Securities code: Shanghai Yaoji Technology Co.Ltd(002605) securities abbreviation: Shanghai Yaoji Technology Co.Ltd(002605) Announcement No.: 2022009 Shanghai Yaoji Technology Co.Ltd(002605)
Announcement on the impact of public issuance of convertible corporate bonds on diluted immediate return, filling measures and commitments of relevant entities (Revised Draft)
The company and all members of the board of directors guarantee that the information disclosed is true, accurate and complete without false records, misleading statements or major omissions.
Shanghai Yaoji Technology Co.Ltd(002605) (hereinafter referred to as “the company” or ” Shanghai Yaoji Technology Co.Ltd(002605) “) held the 30th meeting of the 5th board of directors and the 29th meeting of the 5th board of supervisors on March 16, 2022, deliberated and adopted the proposal on the impact of public issuance of convertible corporate bonds on diluting the immediate return and the measures taken by the company (Revised Draft).
According to the opinions of the general office of the State Council on Further Strengthening the protection of the legitimate rights and interests of small and medium-sized investors in the capital market (GBF [2013] No. 110) and the guiding opinions on matters related to initial public offering, refinancing and dilution of immediate return for major asset restructuring issued by China Securities Regulatory Commission (CSRC announcement) According to the relevant provisions of [2015] No. 31), in order to protect the right to know of small and medium-sized investors and safeguard the interests of small and medium-sized investors, the company analyzed the impact of the adjusted issuance of convertible bonds on the dilution of immediate return and put forward specific measures to fill the return.
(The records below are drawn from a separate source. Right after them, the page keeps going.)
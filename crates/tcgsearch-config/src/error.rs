//! Error types for tcgsearch-config

use thiserror::Error;

/// Error codes for configuration errors
#[derive(Debug, Clone, Copy, PartialEq, Eq)]
pub enum ConfigErrorCode {
    /// File not found
    FileNotFound,
    /// Invalid YAML format
    InvalidYaml,
    /// Missing required field
    MissingField,
    /// Invalid field value
    InvalidValue,
    /// IO error
    IoError,
}

impl std::fmt::Display for ConfigErrorCode {
    fn fmt(&self, f: &mut std::fmt::Formatter<'_>) -> std::fmt::Result {
        match self {
            ConfigErrorCode::FileNotFound => write!(f, "FILE_NOT_FOUND"),
            ConfigErrorCode::InvalidYaml => write!(f, "INVALID_YAML"),
            ConfigErrorCode::MissingField => write!(f, "MISSING_FIELD"),
            ConfigErrorCode::InvalidValue => write!(f, "INVALID_VALUE"),
            ConfigErrorCode::IoError => write!(f, "IO_ERROR"),
        }
    }
}

/// Detailed error information shown at startup
#[derive(Debug, Clone)]
pub struct ConfigErrorDetails {
    /// Error code
    pub code: ConfigErrorCode,
    /// Human-readable message
    pub message: String,
    /// Field path (for field-specific errors)
    pub field: Option<String>,
    /// Suggestions for resolution
    pub suggestions: Vec<String>,
}

impl ConfigErrorDetails {
    /// Create a new error detail
    pub fn new(code: ConfigErrorCode, message: String) -> Self {
        Self {
            code,
            message,
            field: None,
            suggestions: vec![],
        }
    }

    /// Add field information
    pub fn with_field(mut self, field: String) -> Self {
        self.field = Some(field);
        self
    }

    /// Add a suggestion
    pub fn with_suggestion(mut self, suggestion: String) -> Self {
        self.suggestions.push(suggestion);
        self
    }
}

impl std::fmt::Display for ConfigErrorDetails {
    fn fmt(&self, f: &mut std::fmt::Formatter<'_>) -> std::fmt::Result {
        write!(f, "[{}] {}", self.code, self.message)?;
        if let Some(ref field) = self.field {
            write!(f, "\nField: {}", field)?;
        }
        if !self.suggestions.is_empty() {
            write!(f, "\nSuggestions:")?;
            for suggestion in &self.suggestions {
                write!(f, "\n  - {}", suggestion)?;
            }
        }
        Ok(())
    }
}

/// Configuration error type
#[derive(Error, Debug)]
pub enum ConfigError {
    #[error("File not found: {path}")]
    FileNotFound { path: String },

    #[error("Invalid YAML format: {message}")]
    InvalidYaml { message: String },

    #[error("Missing required field: {field}")]
    MissingField { field: String },

    #[error("Invalid field value: {field} - {reason}")]
    InvalidValue { field: String, reason: String },

    #[error("IO error occurred")]
    IoError,
}

impl ConfigError {
    /// Get the error code
    pub fn code(&self) -> ConfigErrorCode {
        match self {
            ConfigError::FileNotFound { .. } => ConfigErrorCode::FileNotFound,
            ConfigError::InvalidYaml { .. } => ConfigErrorCode::InvalidYaml,
            ConfigError::MissingField { .. } => ConfigErrorCode::MissingField,
            ConfigError::InvalidValue { .. } => ConfigErrorCode::InvalidValue,
            ConfigError::IoError => ConfigErrorCode::IoError,
        }
    }

    /// Convert to detailed error info
    pub fn to_details(&self) -> ConfigErrorDetails {
        let mut details = ConfigErrorDetails::new(self.code(), self.to_string());

        match self {
            ConfigError::FileNotFound { .. } => {
                details = details.with_suggestion(
                    "Use --config flag to specify the config file path.".to_string(),
                );
                details = details.with_suggestion(
                    "Run with --print-config to get a starting template.".to_string(),
                );
            }
            ConfigError::MissingField { field } => {
                details = details.with_field(field.clone());
                if field == "upstream.api_key" {
                    details = details.with_suggestion(format!(
                        "Set the {} environment variable.",
                        crate::API_KEY_ENV
                    ));
                }
                details = details
                    .with_suggestion(format!("Add the '{}' field to your config file.", field));
            }
            ConfigError::InvalidValue { field, reason } => {
                details = details.with_field(field.clone());
                details = details.with_suggestion(reason.clone());
            }
            _ => {}
        }

        details
    }
}

/// Result type with ConfigError
pub type ConfigResult<T> = Result<T, ConfigError>;

#[cfg(test)]
mod tests {
    use super::*;

    #[test]
    fn test_missing_api_key_details() {
        let err = ConfigError::MissingField {
            field: "upstream.api_key".to_string(),
        };
        let details = err.to_details();
        assert_eq!(details.code, ConfigErrorCode::MissingField);
        assert_eq!(details.field.as_deref(), Some("upstream.api_key"));
        assert!(details.to_string().contains("JUSTTCG_API_KEY"));
    }

    #[test]
    fn test_code_display() {
        assert_eq!(ConfigErrorCode::InvalidYaml.to_string(), "INVALID_YAML");
        assert_eq!(ConfigError::IoError.code().to_string(), "IO_ERROR");
    }
}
The relevant subjects made commitments to the effective implementation of the company’s measures to fill the return. The details are as follows:
1、 Impact of diluted immediate return on the company’s main financial indicators
Through deliberation and approval at the 30th meeting of the 5th board of directors of the company, the funds raised by this public offering of convertible corporate bonds shall not exceed 583127300 yuan (including 583127300 yuan).
(I) assumptions:
1. It is assumed that there are no major adverse changes in the macroeconomic environment, industrial policies and the industry in which the company is located. 2. It is assumed that the company will complete the public offering of convertible bonds at the end of May 2022 (the completion time is only used to calculate the impact of the offering on the immediate return, and the final time shall be subject to the actual completion time approved by the CSRC), and the conversion of shares will begin in November 2022. Two scenarios are assumed at the end of November 2022: all conversion of shares and all non conversion of shares.
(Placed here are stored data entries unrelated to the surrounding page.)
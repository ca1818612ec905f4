//! Price history sparklines
//!
//! Turns a price series into the geometry of a small SVG polyline. The
//! result carries no styling; callers choose a stroke from `trending_up`.

use crate::models::PriceHistoryPoint;
use serde::Serialize;

/// Stroke used when the series ends at or above where it started
pub const STROKE_UP: &str = "#10b981";
/// Stroke used when the series ends below where it started
pub const STROKE_DOWN: &str = "#ef4444";

/// Drawing area in SVG user units
#[derive(Debug, Clone, Copy, PartialEq, Serialize)]
pub struct SparklineSize {
    pub width: f64,
    pub height: f64,
}

impl Default for SparklineSize {
    fn default() -> Self {
        Self {
            width: 120.0,
            height: 36.0,
        }
    }
}

/// A rendered sparkline
#[derive(Debug, Clone, PartialEq, Serialize)]
pub struct Sparkline {
    /// SVG path data: `M x,y L x,y ...`
    pub path: String,
    /// Points in drawing order
    pub points: Vec<(f64, f64)>,
    pub width: f64,
    pub height: f64,
    /// Last price is greater than or equal to the first
    pub trending_up: bool,
}

impl Sparkline {
    /// Build a sparkline from price history.
    ///
    /// Points without a finite price are skipped. Fewer than two usable
    /// prices means there is nothing to draw and `None` is returned.
    pub fn from_history(history: &[PriceHistoryPoint], size: SparklineSize) -> Option<Self> {
        let prices: Vec<f64> = history.iter().filter_map(|point| point.price).collect();
        Self::from_prices(&prices, size)
    }

    /// Build a sparkline from raw prices; non-finite values are skipped.
    pub fn from_prices(prices: &[f64], size: SparklineSize) -> Option<Self> {
        let prices: Vec<f64> = prices.iter().copied().filter(|p| p.is_finite()).collect();
        if prices.len() < 2 {
            return None;
        }
        // Need at least one unit of padding on each side.
        if !(size.width >= 2.0 && size.height >= 2.0) {
            return None;
        }

        let min = prices.iter().copied().fold(f64::INFINITY, f64::min);
        let max = prices.iter().copied().fold(f64::NEG_INFINITY, f64::max);
        let flat = max == min;
        let range = if flat { 1.0 } else { max - min };

        let step = (size.width - 2.0) / (prices.len() - 1) as f64;
        let inner_height = size.height - 2.0;

        let points: Vec<(f64, f64)> = prices
            .iter()
            .enumerate()
            .map(|(i, &price)| {
                let x = 1.0 + i as f64 * step;
                let y = if flat {
                    size.height / 2.0
                } else {
                    1.0 + (1.0 - (price - min) / range) * inner_height
                };
                (x, y.clamp(1.0, size.height - 1.0))
            })
            .collect();

        let path = points
            .iter()
            .map(|&(x, y)| format!("{},{}", coord(x), coord(y)))
            .collect::<Vec<_>>()
            .join(" L ");

        let first = prices[0];
        let last = prices[prices.len() - 1];

        Some(Self {
            path: format!("M{}", path),
            points,
            width: size.width,
            height: size.height,
            trending_up: last >= first,
        })
    }

    /// Stroke colour matching the trend
    pub fn stroke_color(&self) -> &'static str {
        if self.trending_up {
            STROKE_UP
        } else {
            STROKE_DOWN
        }
    }

    /// SVG `viewBox` attribute value
    pub fn view_box(&self) -> String {
        format!("0 0 {} {}", coord(self.width), coord(self.height))
    }
}

/// Two decimals are plenty for a 120 unit wide chart.
fn coord(value: f64) -> f64 {
    (value * 100.0).round() / 100.0
}

#[cfg(test)]
mod tests {
    use super::*;

    fn history(prices: &[f64]) -> Vec<PriceHistoryPoint> {
        prices
            .iter()
            .enumerate()
            .map(|(i, &p)| PriceHistoryPoint::new(p, 1_700_000_000 + i as i64 * 86_400))
            .collect()
    }

    #[test]
    fn test_short_history_has_no_sparkline() {
        let size = SparklineSize::default();
        assert!(Sparkline::from_history(&[], size).is_none());
        assert!(Sparkline::from_history(&history(&[3.0]), size).is_none());
    }

    #[test]
    fn test_invalid_points_do_not_count() {
        let mut points = history(&[3.0]);
        points.push(PriceHistoryPoint { price: None, timestamp: Some(1) });
        points.push(PriceHistoryPoint { price: Some(f64::NAN), timestamp: Some(2) });
        assert!(Sparkline::from_history(&points, SparklineSize::default()).is_none());
    }

    #[test]
    fn test_rising_series_geometry() {
        let spark = Sparkline::from_history(&history(&[1.0, 2.0, 3.0]), SparklineSize::default())
            .unwrap();

        assert!(spark.trending_up);
        assert_eq!(spark.points, vec![(1.0, 35.0), (60.0, 18.0), (119.0, 1.0)]);
        assert_eq!(spark.path, "M1,35 L60,18 L119,1");
        assert_eq!(spark.stroke_color(), STROKE_UP);
        assert_eq!(spark.view_box(), "0 0 120 36");
    }

    #[test]
    fn test_falling_series() {
        let spark = Sparkline::from_prices(&[10.0, 4.0], SparklineSize::default()).unwrap();
        assert!(!spark.trending_up);
        assert_eq!(spark.stroke_color(), STROKE_DOWN);
        assert_eq!(spark.points.first(), Some(&(1.0, 1.0)));
        assert_eq!(spark.points.last(), Some(&(119.0, 35.0)));
    }

    #[test]
    fn test_flat_series_is_centered_and_up() {
        let spark = Sparkline::from_prices(&[5.0, 5.0, 5.0, 5.0], SparklineSize::default()).unwrap();
        assert!(spark.trending_up);
        assert!(spark.points.iter().all(|&(_, y)| y == 18.0));
        assert!(spark.points.iter().all(|&(x, y)| x.is_finite() && y.is_finite()));
    }

    #[test]
    fn test_points_stay_inside_padding() {
        let size = SparklineSize { width: 80.0, height: 20.0 };
        let spark = Sparkline::from_prices(&[0.5, 900.0, 12.0, 0.01, 44.0], size).unwrap();

        for &(x, y) in &spark.points {
            assert!((1.0..=79.0).contains(&x));
            assert!((1.0..=19.0).contains(&y));
        }
        let xs: Vec<f64> = spark.points.iter().map(|p| p.0).collect();
        assert!(xs.windows(2).all(|w| w[0] < w[1]));
    }

    #[test]
    fn test_degenerate_size() {
        let size = SparklineSize { width: 1.0, height: 36.0 };
        assert!(Sparkline::from_prices(&[1.0, 2.0], size).is_none());
    }
}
3. According to the issuance plan, the total amount of funds raised from the public issuance of convertible bonds will not exceed 5832173 million yuan (including this amount). It is assumed that 5832173 million yuan will be issued according to the upper limit, regardless of the impact of issuance expenses. The actual amount of funds raised from the issuance of convertible bonds will be finally determined according to the review and registration of the regulatory authorities, the issuance and subscription, and the issuance expenses.
4. In order to quantitatively analyze the impact of this issuance of convertible corporate bonds on the dilution of immediate return, it is assumed that the share conversion price of this issuance is 18.00 yuan / share (the share conversion price is only the simulated calculation price and does not constitute a numerical prediction of the actual share conversion price). The actual initial conversion price of convertible corporate bonds in this public offering shall be determined by the board of directors authorized by the general meeting of shareholders through consultation with the recommendation institution (lead underwriter) according to the specific situation of the market and the company.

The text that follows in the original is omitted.